1. A processor arrangement comprising:

a processor having a plurality of registers and having a plurality of instructions for processing data, the plurality of registers having a predetermined mapping, and

the processor additionally having an instruction for re-mapping the plurality of registers.

2. The processor arrangement of claim 1 wherein the instruction for re-mapping the plurality of registers is comprised in microcode.

3. The processor arrangement of claim 1 wherein the instruction for re-mapping the plurality of registers is arranged to use a memory look-up table.

4. The processor arrangement of claim 1 wherein the instruction for re-mapping the plurality of registers is arranged to use a Field Programmable Gate Array.

5. A method of operating a processor arrangement comprising a processor having a plurality of registers and having a plurality of instructions for processing data, the plurality of registers having a predetermined mapping,

the method comprising calling an instruction from the plurality of instructions for re-mapping the plurality of registers.

6. The method of claim 5 wherein the instruction for re-mapping the plurality of registers is comprised in microcode.
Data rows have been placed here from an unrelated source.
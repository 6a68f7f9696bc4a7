//! Cross-reference resolution
//!
//! Phase 2: each non-dynamic jump occurrence is resolved against the
//! complete global label table. A hit in a different block upserts a
//! deduplicated inter-block link; a hit in the same block needs no edge; a
//! miss is recorded as an invalid jump. Errors are data, never failures.

use std::collections::{BTreeMap, BTreeSet};

use crate::model::{Block, Link};
use crate::scan::Extraction;

/// Deduplicated links plus per-block unresolved targets, both in
/// first-seen order over blocks then lines.
pub struct Resolution {
    pub links: Vec<Link>,
    pub invalid_jumps: BTreeMap<String, Vec<String>>,
}

pub fn resolve(blocks: &[Block], extraction: &Extraction) -> Resolution {
    let mut links = Vec::new();
    let mut seen_links: BTreeSet<(String, String)> = BTreeSet::new();
    let mut invalid_jumps: BTreeMap<String, Vec<String>> = BTreeMap::new();

    for block in blocks {
        let Some(jumps) = extraction.jumps.get(&block.id) else {
            continue;
        };
        for jump in jumps {
            if jump.is_dynamic {
                continue; // target is runtime-determined; nothing to resolve
            }
            match extraction.labels.get(&jump.target) {
                Some(label) if label.block_id == block.id => {
                    // intra-block jump: no rendered edge needed
                }
                Some(label) => {
                    let key = (block.id.clone(), label.block_id.clone());
                    if seen_links.insert(key) {
                        links.push(Link {
                            source_id: block.id.clone(),
                            target_id: label.block_id.clone(),
                            target_label: jump.target.clone(),
                        });
                    }
                }
                None => {
                    let entry = invalid_jumps.entry(block.id.clone()).or_default();
                    if !entry.contains(&jump.target) {
                        entry.push(jump.target.clone());
                    }
                }
            }
        }
    }

    Resolution {
        links,
        invalid_jumps,
    }
}

#[cfg(test)]
mod tests {
    use super::*;
    use crate::palette::Palette;
    use crate::scan;

    fn run(blocks: &[Block]) -> Resolution {
        let ex = scan::extract(blocks, &Palette::default());
        resolve(blocks, &ex)
    }

    #[test]
    fn test_cross_block_link() {
        let blocks = [
            Block::new("b1", "label start:\n    jump chapter1\n"),
            Block::new("b2", "label chapter1:\n    \"Hi\"\n"),
        ];
        let res = run(&blocks);
        assert_eq!(res.links.len(), 1);
        assert_eq!(res.links[0].source_id, "b1");
        assert_eq!(res.links[0].target_id, "b2");
        assert_eq!(res.links[0].target_label, "chapter1");
        assert!(res.invalid_jumps.is_empty());
    }

    #[test]
    fn test_duplicate_jump_deduplicated() {
        let blocks = [
            Block::new("b1", "label start:\n    jump chapter1\n    jump chapter1\n"),
            Block::new("b2", "label chapter1:\n"),
        ];
        let res = run(&blocks);
        assert_eq!(res.links.len(), 1);
    }

    #[test]
    fn test_intra_block_jump_makes_no_link() {
        let blocks = [Block::new("b1", "label start:\n    jump ending\nlabel ending:\n")];
        let res = run(&blocks);
        assert!(res.links.is_empty());
        assert!(res.invalid_jumps.is_empty());
    }

    #[test]
    fn test_invalid_jump_recorded_once() {
        let blocks = [Block::new(
            "b1",
            "label start:\n    jump nowhere\n    jump nowhere\n",
        )];
        let res = run(&blocks);
        assert!(res.links.is_empty());
        assert_eq!(res.invalid_jumps["b1"], vec!["nowhere".to_string()]);
    }

    #[test]
    fn test_dynamic_jump_not_resolved() {
        let blocks = [Block::new("b1", "label start:\n    jump expression dest\n")];
        let res = run(&blocks);
        assert!(res.links.is_empty());
        // "expression" must never be looked up or reported
        assert!(res.invalid_jumps.get("b1").is_none());
    }
}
7. The method of claim 5 wherein the step of calling the instruction for re-mapping the plurality of registers comprises using a memory look-up table.

8. The method of claim 5 wherein the step of calling the instruction for re-mapping the plurality of registers comprises using a Field Programmable Gate Array.

9. The method of claim 5 comprising:

a first step of calling the instruction for re-mapping the plurality of registers in caller code to meet a predetermined calling convention, and

a second step of calling the instruction for re-mapping the plurality of registers in called code to move from the predetermined calling convention.

10. A computer program element comprising computer program means for performing substantially the method of claim 5.